── Given data ──

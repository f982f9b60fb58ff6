//! HTTP surface
//!
//! `POST /invoke` forwards `{function, args}` to the dispatcher. A handful of
//! REST routes cover the common paths directly.

use std::sync::Arc;

use axum::{
    extract::{Path, Query, State},
    http::{Method, StatusCode},
    response::{IntoResponse, Json, Response},
    routing::{get, post},
    Router,
};
use quorate_common::{Approval, ErrorKind, Proposal, QuorateError};
use quorate_ledger::Page;
use quorate_workflow::{
    ApprovalRequest, ApprovalWorkflow, Dispatcher, ProposalRequest, QuorumStatus,
};
use serde::{Deserialize, Serialize};
use serde_json::json;
use tower_http::{
    cors::{Any, CorsLayer},
    trace::TraceLayer,
};
use tracing::debug;

#[derive(Clone)]
pub struct AppState {
    pub workflow: Arc<ApprovalWorkflow>,
    pub dispatcher: Arc<Dispatcher>,
}

impl AppState {
    pub fn new(workflow: Arc<ApprovalWorkflow>) -> Self {
        Self {
            dispatcher: Arc::new(Dispatcher::new(Arc::clone(&workflow))),
            workflow,
        }
    }
}

#[derive(Debug, Clone, Serialize, Deserialize)]
pub struct InvokeRequest {
    pub function: String,
    #[serde(default)]
    pub args: Vec<String>,
}

#[derive(Debug, Deserialize)]
pub struct PageParams {
    #[serde(default)]
    pub bookmark: String,
    pub page_size: Option<usize>,
}

/// HTTP status for an error category
pub fn http_status(kind: ErrorKind) -> StatusCode {
    match kind {
        ErrorKind::InvalidInput => StatusCode::BAD_REQUEST,
        ErrorKind::NotFound => StatusCode::NOT_FOUND,
        ErrorKind::DuplicateApproval | ErrorKind::ProposalRejected => StatusCode::CONFLICT,
        ErrorKind::SignatureInvalid => StatusCode::UNPROCESSABLE_ENTITY,
        ErrorKind::IdentityInactive => StatusCode::FORBIDDEN,
        ErrorKind::QuorumNotMet => StatusCode::PRECONDITION_FAILED,
        ErrorKind::StorageError => StatusCode::INTERNAL_SERVER_ERROR,
        // Safe to resend as-is
        ErrorKind::ConflictRetry => StatusCode::SERVICE_UNAVAILABLE,
    }
}

/// Workflow error rendered as a JSON body
pub struct ApiError(QuorateError);

impl From<QuorateError> for ApiError {
    fn from(err: QuorateError) -> Self {
        Self(err)
    }
}

impl IntoResponse for ApiError {
    fn into_response(self) -> Response {
        let kind = self.0.kind();
        let body = Json(json!({
            "code": kind.code(),
            "message": self.0.to_string(),
            "retryable": self.0.is_retryable(),
        }));
        (http_status(kind), body).into_response()
    }
}

type ApiResult<T> = Result<Json<T>, ApiError>;

pub fn router(state: AppState) -> Router {
    let cors = CorsLayer::new()
        .allow_origin(Any)
        .allow_methods([Method::GET, Method::POST, Method::OPTIONS])
        .allow_headers(Any);

    Router::new()
        .route("/health", get(health_check))
        .route("/invoke", post(invoke))
        .route("/proposals", get(list_proposals).post(create_proposal))
        .route("/proposals/:proposal_id", get(get_proposal))
        .route("/proposals/:proposal_id/commit", post(commit_proposal))
        .route("/proposals/:proposal_id/quorum", get(quorum_status))
        .route("/proposals/:proposal_id/approvals", get(proposal_approvals))
        .route("/approvals", post(create_approval))
        .route("/approvers/:approver_id/pending", get(pending_proposals))
        .layer(TraceLayer::new_for_http())
        .layer(cors)
        .with_state(state)
}

async fn health_check() -> Json<serde_json::Value> {
    Json(json!({
        "status": "healthy",
        "version": quorate_common::VERSION,
    }))
}

async fn invoke(
    State(state): State<AppState>,
    Json(request): Json<InvokeRequest>,
) -> impl IntoResponse {
    debug!(function = %request.function, args = request.args.len(), "Invoke");
    let response = state
        .dispatcher
        .invoke(&request.function, &request.args)
        .await;
    let status = response.kind.map(http_status).unwrap_or(StatusCode::OK);
    (status, Json(response))
}

async fn create_proposal(
    State(state): State<AppState>,
    Json(request): Json<ProposalRequest>,
) -> Result<(StatusCode, Json<Proposal>), ApiError> {
    let proposal = state.workflow.submit_proposal(request).await?;
    Ok((StatusCode::CREATED, Json(proposal)))
}

async fn list_proposals(
    State(state): State<AppState>,
    Query(params): Query<PageParams>,
) -> ApiResult<Page<Proposal>> {
    let page = state
        .workflow
        .list_proposals(params.page_size, &params.bookmark)
        .await?;
    Ok(Json(page))
}

async fn get_proposal(
    State(state): State<AppState>,
    Path(proposal_id): Path<String>,
) -> ApiResult<Proposal> {
    Ok(Json(state.workflow.get_proposal(&proposal_id).await?))
}

async fn commit_proposal(
    State(state): State<AppState>,
    Path(proposal_id): Path<String>,
) -> ApiResult<Proposal> {
    Ok(Json(state.workflow.commit_proposal(&proposal_id).await?))
}

async fn quorum_status(
    State(state): State<AppState>,
    Path(proposal_id): Path<String>,
) -> ApiResult<QuorumStatus> {
    Ok(Json(state.workflow.quorum_status(&proposal_id).await?))
}

async fn proposal_approvals(
    State(state): State<AppState>,
    Path(proposal_id): Path<String>,
) -> ApiResult<Vec<Approval>> {
    Ok(Json(
        state.workflow.approvals_for_proposal(&proposal_id).await?,
    ))
}

async fn create_approval(
    State(state): State<AppState>,
    Json(request): Json<ApprovalRequest>,
) -> Result<(StatusCode, Json<Approval>), ApiError> {
    let approval = state.workflow.submit_approval(request).await?;
    Ok((StatusCode::CREATED, Json(approval)))
}

async fn pending_proposals(
    State(state): State<AppState>,
    Path(approver_id): Path<String>,
) -> ApiResult<Vec<Proposal>> {
    Ok(Json(state.workflow.pending_proposals_for(&approver_id).await?))
}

───

▶ _What is expected_
Reproduce the records above line by line, without any change, up to and including the line that holds "pub struct InvokeRequest".

▶ _Your response_
repository f982f9b60fb58ff6
//! HTTP surface
//!
//! `POST /invoke` forwards `{function, args}` to the dispatcher. A handful of
//! REST routes cover the common paths directly.

use std::sync::Arc;

use axum::{
    extract::{Path, Query, State},
    http::{Method, StatusCode},
    response::{IntoResponse, Json, Response},
    routing::{get, post},
    Router,
};
use quorate_common::{Approval, ErrorKind, Proposal, QuorateError};
use quorate_ledger::Page;
use quorate_workflow::{
    ApprovalRequest, ApprovalWorkflow, Dispatcher, ProposalRequest, QuorumStatus,
};
use serde::{Deserialize, Serialize};
use serde_json::json;
use tower_http::{
    cors::{Any, CorsLayer},
    trace::TraceLayer,
};
use tracing::debug;

#[derive(Clone)]
pub struct AppState {
    pub workflow: Arc<ApprovalWorkflow>,
    pub dispatcher: Arc<Dispatcher>,
}

impl AppState {
    pub fn new(workflow: Arc<ApprovalWorkflow>) -> Self {
        Self {
            dispatcher: Arc::new(Dispatcher::new(Arc::clone(&workflow))),
            workflow,
        }
    }
}

#[derive(Debug, Clone, Serialize, Deserialize)]
pub struct InvokeRequest {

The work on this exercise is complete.